1. Load the **tabular splits** (`train_multimodal.csv`, `val_multimodal.csv`, `test_multimodal.csv`).
2. Load the per-listing **text features** exported in `05_text_encoder.ipynb`  
   (`txt_has`, `txt_pred_log`, `txt_emb_000...`) from `PROC_DIR / "multimodal_features"`.
3. Merge tabular + text features on `listing_id`.
4. Build a joint feature matrix:
   - Numeric features from the tabular pipeline.
   - Text meta features (`txt_has`, `txt_pred_log`).
   - Text embedding dimensions (`txt_emb_*`).
5. Train a **TabNetRegressor** that consumes all of these features jointly.
6. Evaluate performance in:
   - log-price space (`log_sold_price`), and
   - back-transformed dollar space (`sold_price`).

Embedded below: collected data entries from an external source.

//! Webhook endpoint.
//!
//! Telegram POSTs every update to a single path (by default `/<bot_token>`). Updates are
//! processed before the response is sent and always acknowledged with `200 ok`, except
//! when a configured secret token does not match.

use std::sync::Arc;

use anyhow::{Context, Result};
use axum::{
    body::Bytes,
    extract::State,
    http::{HeaderMap, StatusCode},
    routing::post,
    Router,
};
use teloxide::payloads::SetWebhookSetters;
use teloxide::prelude::*;
use teloxide::types::UpdateKind;
use tracing::{debug, info, warn};

use crate::bot::AppState;
use crate::config::Config;
use crate::platform::telegram::incoming_from_message;

const SECRET_HEADER: &str = "x-telegram-bot-api-secret-token";

#[derive(Clone)]
struct WebhookState {
    app: Arc<AppState>,
    secret_token: Option<String>,
}

/// Router with the single webhook route.
pub fn router(app: Arc<AppState>, path: &str, secret_token: Option<String>) -> Router {
    Router::new()
        .route(path, post(webhook))
        .with_state(WebhookState { app, secret_token })
}

/// Compare the header with the configured token without stopping at the first difference.
fn secret_matches(given: &str, expected: &str) -> bool {
    given.len() == expected.len()
        && given
            .bytes()
            .zip(expected.bytes())
            .fold(0, |acc, (x, y)| acc | (x ^ y))
            == 0
}

async fn webhook(
    State(state): State<WebhookState>,
    headers: HeaderMap,
    body: Bytes,
) -> (StatusCode, &'static str) {
    if let Some(expected) = state.secret_token.as_deref() {
        let given = headers
            .get(SECRET_HEADER)
            .and_then(|v| v.to_str().ok())
            .unwrap_or_default();
        if !secret_matches(given, expected) {
            warn!("Rejected webhook call with a wrong secret token");
            return (StatusCode::UNAUTHORIZED, "unauthorized");
        }
    }

    let update: Update = match serde_json::from_slice(&body) {
        Ok(update) => update,
        Err(e) => {
            warn!("Ignoring unparseable update: {}", e);
            return (StatusCode::OK, "ok");
        }
    };

    match update.kind {
        UpdateKind::Message(msg) => match incoming_from_message(&msg) {
            Some(incoming) => state.app.process(&incoming).await,
            None => debug!("Ignoring non-text message in update {}", update.id.0),
        },
        _ => debug!("Ignoring update {} of another kind", update.id.0),
    }

    (StatusCode::OK, "ok")
}

/// Point Telegram at our webhook URL.
pub async fn register_webhook(bot: &Bot, url: &str, secret_token: Option<&str>) -> Result<()> {
    let url = reqwest::Url::parse(url).with_context(|| format!("Invalid webhook URL: {url}"))?;
    let mut request = bot.set_webhook(url);
    if let Some(secret) = secret_token {
        request = request.secret_token(secret.to_string());
    }
    request.await.context("setWebhook failed")?;
    info!("Webhook registered");
    Ok(())
}

/// Serve the webhook until Ctrl-C.
pub async fn serve(app: Arc<AppState>, config: &Config) -> Result<()> {
    let router = router(app, &config.webhook_path(), config.server.secret_token.clone());

    let listener = tokio::net::TcpListener::bind(&config.server.bind)
        .await
        .with_context(|| format!("Failed to bind to {}", config.server.bind))?;

    info!("Webhook server listening on {}", config.server.bind);

    axum::serve(listener, router)
        .with_graceful_shutdown(async {
            let _ = tokio::signal::ctrl_c().await;
            info!("Shutting down webhook server");
        })
        .await
        .context("Server error")?;

    Ok(())
}
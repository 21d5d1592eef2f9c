//! Ordering shared by every store backend
//!
//! Both backends load lists and todos in whatever order their storage yields
//! and pass them through these functions before handing them out, so the
//! observable order never depends on the backend.

use std::cmp::Ordering;

use crate::model::{Todo, TodoList};

fn by_title(a: &str, b: &str) -> Ordering {
    a.cmp(b)
}

/// Sort todos: undone before done, each partition by title ascending
///
/// The sort is stable, so todos with equal titles keep their input order.
pub fn sort_todos(mut todos: Vec<Todo>) -> Vec<Todo> {
    todos.sort_by(|a, b| a.done.cmp(&b.done).then_with(|| by_title(&a.title, &b.title)));
    todos
}

/// Sort todo lists: not-done lists before done lists, each partition by title
///
/// Lists are first ordered by title, then stably partitioned on
/// [`TodoList::is_done`]. The todos of every list are sorted with
/// [`sort_todos`] as well.
pub fn sort_todo_lists(lists: Vec<TodoList>) -> Vec<TodoList> {
    let mut lists: Vec<TodoList> = lists.into_iter().map(sort_list_todos).collect();
    lists.sort_by(|a, b| by_title(&a.title, &b.title));

    let (undone, done): (Vec<TodoList>, Vec<TodoList>) =
        lists.into_iter().partition(|list| !list.is_done());

    undone.into_iter().chain(done).collect()
}

/// Sort the todos of a single list in place of the list value
pub fn sort_list_todos(mut list: TodoList) -> TodoList {
    list.todos = sort_todos(std::mem::take(&mut list.todos));
    list
}
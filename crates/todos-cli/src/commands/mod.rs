//! CLI subcommands

pub mod lists;
pub mod migrate;
pub mod render;
pub mod request;
pub mod user;

use clap::Args;
use todos_core_types::Sensitive;
use todos_engine::commands::Request;
use todos_engine::{AppConfig, Backend, Response, Session, TodoApp};

/// Credentials and output options shared by commands that act as a user
#[derive(Debug, Args)]
pub struct SignInArgs {
    /// Username to sign in as
    #[arg(long)]
    pub user: String,

    /// Password (prefer the environment variable)
    #[arg(long, env = "TODOS_PASSWORD", hide_env_values = true)]
    pub password: String,

    /// Print responses as JSON
    #[arg(long)]
    pub json: bool,
}

/// Open the configured backend and sign a fresh session in
pub fn signed_in_app(
    config: &AppConfig,
    args: &SignInArgs,
) -> Result<(TodoApp, Session), Box<dyn std::error::Error>> {
    let mut app = TodoApp::new(Backend::from_config(config)?);
    let mut session = Session::new();

    let response = app.handle(
        &mut session,
        Request::SignIn {
            username: args.user.clone(),
            password: Sensitive::new(args.password.clone()),
        },
    );

    match response {
        Response::Redirect(_) => {
            // the welcome message is not interesting on a terminal
            session.state.drain_flash();
            Ok((app, session))
        }
        Response::Failure { status, message } => Err(format!("{} {}", status, message).into()),
        Response::Render(_) => Err("Invalid credentials.".into()),
    }
}

/// Print `response`, failing for failure responses
pub fn print_response(
    response: &Response,
    session: &mut Session,
    json: bool,
) -> Result<(), Box<dyn std::error::Error>> {
    if let Response::Failure { status, message } = response {
        return Err(format!("{} {}", status, message).into());
    }

    if json {
        println!("{}", serde_json::to_string_pretty(response)?);
    } else {
        // flash queued by a redirect would show on the next page
        let pending = session.state.drain_flash();
        print!("{}", render::render_response(response, &pending));
    }
    Ok(())
}
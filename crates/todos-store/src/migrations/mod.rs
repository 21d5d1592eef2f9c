//! Migration framework
//!
//! - Embedded SQL migrations, applied in order
//! - One transaction per migration, recorded in `schema_version`
//! - Idempotent re-application with checksum verification

mod checksums;
mod embedded;
mod runner;

pub use embedded::{get_migrations, Migration};
pub use runner::{applied_migrations, apply_migrations};
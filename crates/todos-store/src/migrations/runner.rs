//! Migration runner

use rusqlite::{Connection, OptionalExtension};

use super::checksums::compute_checksum;
use super::embedded::get_migrations;
use crate::errors::{checksum_mismatch, from_rusqlite, migration_error, Result};

/// Apply all pending migrations to the database
///
/// Already-applied migrations are skipped after their recorded checksum is
/// compared with the embedded SQL.
///
/// # Errors
///
/// `Migration` if a migration fails to apply or an applied migration's
/// checksum no longer matches; `Persistence` on bookkeeping failures.
pub fn apply_migrations(conn: &mut Connection) -> Result<()> {
    create_schema_version_table(conn)?;

    for migration in get_migrations() {
        apply_migration(conn, migration.id, migration.sql)?;
    }

    Ok(())
}

/// Ids of applied migrations, oldest first
///
/// # Errors
///
/// `Persistence` if `schema_version` cannot be read.
pub fn applied_migrations(conn: &Connection) -> Result<Vec<String>> {
    create_schema_version_table(conn)?;

    let mut stmt = conn
        .prepare("SELECT migration_id FROM schema_version ORDER BY id")
        .map_err(from_rusqlite)?;
    let ids = stmt
        .query_map([], |row| row.get(0))
        .map_err(from_rusqlite)?
        .collect::<std::result::Result<Vec<String>, _>>()
        .map_err(from_rusqlite)?;
    Ok(ids)
}

fn create_schema_version_table(conn: &Connection) -> Result<()> {
    conn.execute(
        "CREATE TABLE IF NOT EXISTS schema_version (
            id INTEGER PRIMARY KEY,
            migration_id TEXT NOT NULL UNIQUE,
            applied_at INTEGER NOT NULL,
            checksum TEXT
        )",
        [],
    )
    .map_err(from_rusqlite)?;

    Ok(())
}

fn apply_migration(conn: &mut Connection, migration_id: &str, sql: &str) -> Result<()> {
    let checksum = compute_checksum(sql);

    let recorded: Option<Option<String>> = conn
        .query_row(
            "SELECT checksum FROM schema_version WHERE migration_id = ?",
            [migration_id],
            |row| row.get(0),
        )
        .optional()
        .map_err(from_rusqlite)?;

    match recorded {
        Some(Some(recorded)) if recorded != checksum => {
            return Err(checksum_mismatch(migration_id, &recorded, &checksum));
        }
        Some(_) => return Ok(()),
        None => {}
    }

    let tx = conn.transaction().map_err(from_rusqlite)?;

    tx.execute_batch(sql)
        .map_err(|e| migration_error(migration_id, &e.to_string()))?;

    let now = chrono::Utc::now().timestamp();
    tx.execute(
        "INSERT INTO schema_version (migration_id, applied_at, checksum) VALUES (?, ?, ?)",
        rusqlite::params![migration_id, now, checksum],
    )
    .map_err(from_rusqlite)?;

    tx.commit().map_err(from_rusqlite)?;
    tracing::debug!(migration_id, "migration applied");

    Ok(())
}
//! Relational `TodoStore`
//!
//! Every operation is a single statement scoped by `username`, except the
//! two reads that load lists and their todos with independent SELECTs.

use std::collections::HashMap;
use std::path::Path;

use rusqlite::{params, Connection, OptionalExtension};
use todos_core::auth::verify_password;
use todos_core::errors::TodosError;
use todos_core::model::{ListId, Todo, TodoId, TodoList};
use todos_core::ops::sort::{sort_list_todos, sort_todo_lists};
use todos_core::ops::TodoStore;
use todos_core_types::Sensitive;

use crate::db;
use crate::errors::{from_title_write, in_op, Result};
use crate::migrations::apply_migrations;

/// SQLite-backed store
pub struct SqliteStore {
    conn: Connection,
}

impl SqliteStore {
    /// Wrap an already configured and migrated connection
    pub fn new(conn: Connection) -> Self {
        Self { conn }
    }

    /// Open (creating if needed) the database at `path` and migrate it
    ///
    /// # Errors
    ///
    /// `Persistence` if the file cannot be opened, `Migration` if the schema
    /// cannot be brought up to date.
    pub fn open<P: AsRef<Path>>(path: P) -> Result<Self> {
        let mut conn = db::open(path)?;
        db::configure(&conn)?;
        apply_migrations(&mut conn)?;
        Ok(Self::new(conn))
    }

    /// Migrated in-memory database
    ///
    /// # Errors
    ///
    /// Same as [`SqliteStore::open`].
    pub fn open_in_memory() -> Result<Self> {
        let mut conn = db::open_in_memory()?;
        db::configure(&conn)?;
        apply_migrations(&mut conn)?;
        Ok(Self::new(conn))
    }

    pub fn connection(&self) -> &Connection {
        &self.conn
    }

    fn load_todos(&self, owner: &str, list_id: ListId) -> Result<Vec<Todo>> {
        let mut stmt = self
            .conn
            .prepare(
                "SELECT id, title, done FROM todos
                 WHERE todolist_id = ?1 AND username = ?2",
            )
            .map_err(in_op("get_list"))?;

        let todos = stmt
            .query_map(params![list_id, owner], |row| {
                Ok(Todo {
                    id: row.get(0)?,
                    title: row.get(1)?,
                    done: row.get(2)?,
                })
            })
            .map_err(in_op("get_list"))?
            .collect::<std::result::Result<Vec<_>, _>>()
            .map_err(in_op("get_list"))?;
        Ok(todos)
    }
}

impl TodoStore for SqliteStore {
    fn authenticate(&self, username: &str, password: &Sensitive<String>) -> Result<bool> {
        let stored: Option<String> = self
            .conn
            .query_row(
                "SELECT password FROM users WHERE username = ?1",
                params![username],
                |row| row.get(0),
            )
            .optional()
            .map_err(in_op("authenticate"))?;

        match stored {
            Some(hash) => verify_password(password, &hash),
            None => Ok(false),
        }
    }

    fn all_lists(&self, owner: &str) -> Result<Vec<TodoList>> {
        let mut stmt = self
            .conn
            .prepare("SELECT id, title FROM todolists WHERE username = ?1")
            .map_err(in_op("all_lists"))?;
        let mut lists = stmt
            .query_map(params![owner], |row| {
                Ok(TodoList::new(row.get(0)?, row.get::<_, String>(1)?))
            })
            .map_err(in_op("all_lists"))?
            .collect::<std::result::Result<Vec<_>, _>>()
            .map_err(in_op("all_lists"))?;

        let mut stmt = self
            .conn
            .prepare("SELECT todolist_id, id, title, done FROM todos WHERE username = ?1")
            .map_err(in_op("all_lists"))?;
        let rows = stmt
            .query_map(params![owner], |row| {
                Ok((
                    row.get::<_, ListId>(0)?,
                    Todo {
                        id: row.get(1)?,
                        title: row.get(2)?,
                        done: row.get(3)?,
                    },
                ))
            })
            .map_err(in_op("all_lists"))?;

        let mut by_list: HashMap<ListId, Vec<Todo>> = HashMap::new();
        for row in rows {
            let (list_id, todo) = row.map_err(in_op("all_lists"))?;
            by_list.entry(list_id).or_default().push(todo);
        }
        for list in &mut lists {
            list.todos = by_list.remove(&list.id).unwrap_or_default();
        }

        tracing::debug!(owner, count = lists.len(), "lists loaded");
        Ok(sort_todo_lists(lists))
    }

    fn get_list(&self, owner: &str, list_id: ListId) -> Result<Option<TodoList>> {
        let list = self
            .conn
            .query_row(
                "SELECT id, title FROM todolists WHERE id = ?1 AND username = ?2",
                params![list_id, owner],
                |row| Ok(TodoList::new(row.get(0)?, row.get::<_, String>(1)?)),
            )
            .optional()
            .map_err(in_op("get_list"))?;

        let Some(mut list) = list else {
            return Ok(None);
        };
        list.todos = self.load_todos(owner, list_id)?;
        Ok(Some(sort_list_todos(list)))
    }

    fn get_todo(&self, owner: &str, list_id: ListId, todo_id: TodoId) -> Result<Option<Todo>> {
        self.conn
            .query_row(
                "SELECT id, title, done FROM todos
                 WHERE id = ?1 AND todolist_id = ?2 AND username = ?3",
                params![todo_id, list_id, owner],
                |row| {
                    Ok(Todo {
                        id: row.get(0)?,
                        title: row.get(1)?,
                        done: row.get(2)?,
                    })
                },
            )
            .optional()
            .map_err(in_op("get_todo"))
    }

    fn exists_list_title(&self, owner: &str, title: &str) -> Result<bool> {
        self.conn
            .query_row(
                "SELECT EXISTS (SELECT 1 FROM todolists WHERE username = ?1 AND title = ?2)",
                params![owner, title],
                |row| row.get(0),
            )
            .map_err(in_op("exists_list_title"))
    }

    fn create_list(&mut self, owner: &str, title: &str) -> Result<ListId> {
        self.conn
            .execute(
                "INSERT INTO todolists (title, username) VALUES (?1, ?2)",
                params![title, owner],
            )
            .map_err(from_title_write("create_list", title))?;

        let id = self.conn.last_insert_rowid();
        tracing::debug!(owner, list_id = id, "list inserted");
        Ok(id)
    }

    fn rename_list(&mut self, owner: &str, list_id: ListId, title: &str) -> Result<bool> {
        let changed = self
            .conn
            .execute(
                "UPDATE todolists SET title = ?1 WHERE id = ?2 AND username = ?3",
                params![title, list_id, owner],
            )
            .map_err(from_title_write("rename_list", title))?;
        Ok(changed > 0)
    }

    fn delete_list(&mut self, owner: &str, list_id: ListId) -> Result<bool> {
        let removed = self
            .conn
            .execute(
                "DELETE FROM todolists WHERE id = ?1 AND username = ?2",
                params![list_id, owner],
            )
            .map_err(in_op("delete_list"))?;
        Ok(removed > 0)
    }

    fn create_todo(&mut self, owner: &str, list_id: ListId, title: &str) -> Result<TodoId> {
        let inserted = self
            .conn
            .execute(
                "INSERT INTO todos (title, todolist_id, username)
                 SELECT ?1, id, username FROM todolists WHERE id = ?2 AND username = ?3",
                params![title, list_id, owner],
            )
            .map_err(in_op("create_todo"))?;

        if inserted == 0 {
            return Err(TodosError::ListNotFound { list_id });
        }

        let id = self.conn.last_insert_rowid();
        tracing::debug!(owner, list_id, todo_id = id, "todo inserted");
        Ok(id)
    }

    fn delete_todo(&mut self, owner: &str, list_id: ListId, todo_id: TodoId) -> Result<bool> {
        let removed = self
            .conn
            .execute(
                "DELETE FROM todos WHERE id = ?1 AND todolist_id = ?2 AND username = ?3",
                params![todo_id, list_id, owner],
            )
            .map_err(in_op("delete_todo"))?;
        Ok(removed > 0)
    }

    fn set_todo_done(
        &mut self,
        owner: &str,
        list_id: ListId,
        todo_id: TodoId,
        done: bool,
    ) -> Result<bool> {
        let changed = self
            .conn
            .execute(
                "UPDATE todos SET done = ?1
                 WHERE id = ?2 AND todolist_id = ?3 AND username = ?4",
                params![done, todo_id, list_id, owner],
            )
            .map_err(in_op("set_todo_done"))?;
        Ok(changed > 0)
    }

    fn mark_all_done(&mut self, owner: &str, list_id: ListId) -> Result<usize> {
        self.conn
            .execute(
                "UPDATE todos SET done = 1 WHERE todolist_id = ?1 AND username = ?2",
                params![list_id, owner],
            )
            .map_err(in_op("mark_all_done"))
    }
}

#[cfg(test)]
mod tests {
    use super::*;

    #[test]
    fn test_delete_list_cascades_to_todos() {
        let mut store = SqliteStore::open_in_memory().unwrap();
        let list_id = store.create_list("alice", "Groceries").unwrap();
        store.create_todo("alice", list_id, "Milk").unwrap();

        assert!(store.delete_list("alice", list_id).unwrap());

        let remaining: i64 = store
            .connection()
            .query_row("SELECT COUNT(*) FROM todos", [], |row| row.get(0))
            .unwrap();
        assert_eq!(remaining, 0);
    }

    #[test]
    fn test_create_todo_in_foreign_list_is_not_found() {
        let mut store = SqliteStore::open_in_memory().unwrap();
        let list_id = store.create_list("alice", "Groceries").unwrap();

        let err = store.create_todo("bob", list_id, "Milk").unwrap_err();
        assert_eq!(err, TodosError::ListNotFound { list_id });
    }

    #[test]
    fn test_same_title_for_different_owners() {
        let mut store = SqliteStore::open_in_memory().unwrap();
        store.create_list("alice", "Groceries").unwrap();
        store.create_list("bob", "Groceries").unwrap();
    }
}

This is the “TabNet + text embeddings” counterpart of `04_TabNet_tabularONLY.ipynb`.


In [None]:
!pip install -q pytorch-tabnet wget

from pathlib import Path
import json
import os

import numpy as np
import pandas as pd

from sklearn.metrics import mean_squared_error, mean_absolute_error, r2_score

import torch
from pytorch_tabnet.tab_model import TabNetRegressor

np.random.seed(0)
torch.manual_seed(0)
if torch.cuda.is_available():
    torch.cuda.manual_seed_all(0)

print("Torch version:", torch.__version__)
print("CUDA available:", torch.cuda.is_available())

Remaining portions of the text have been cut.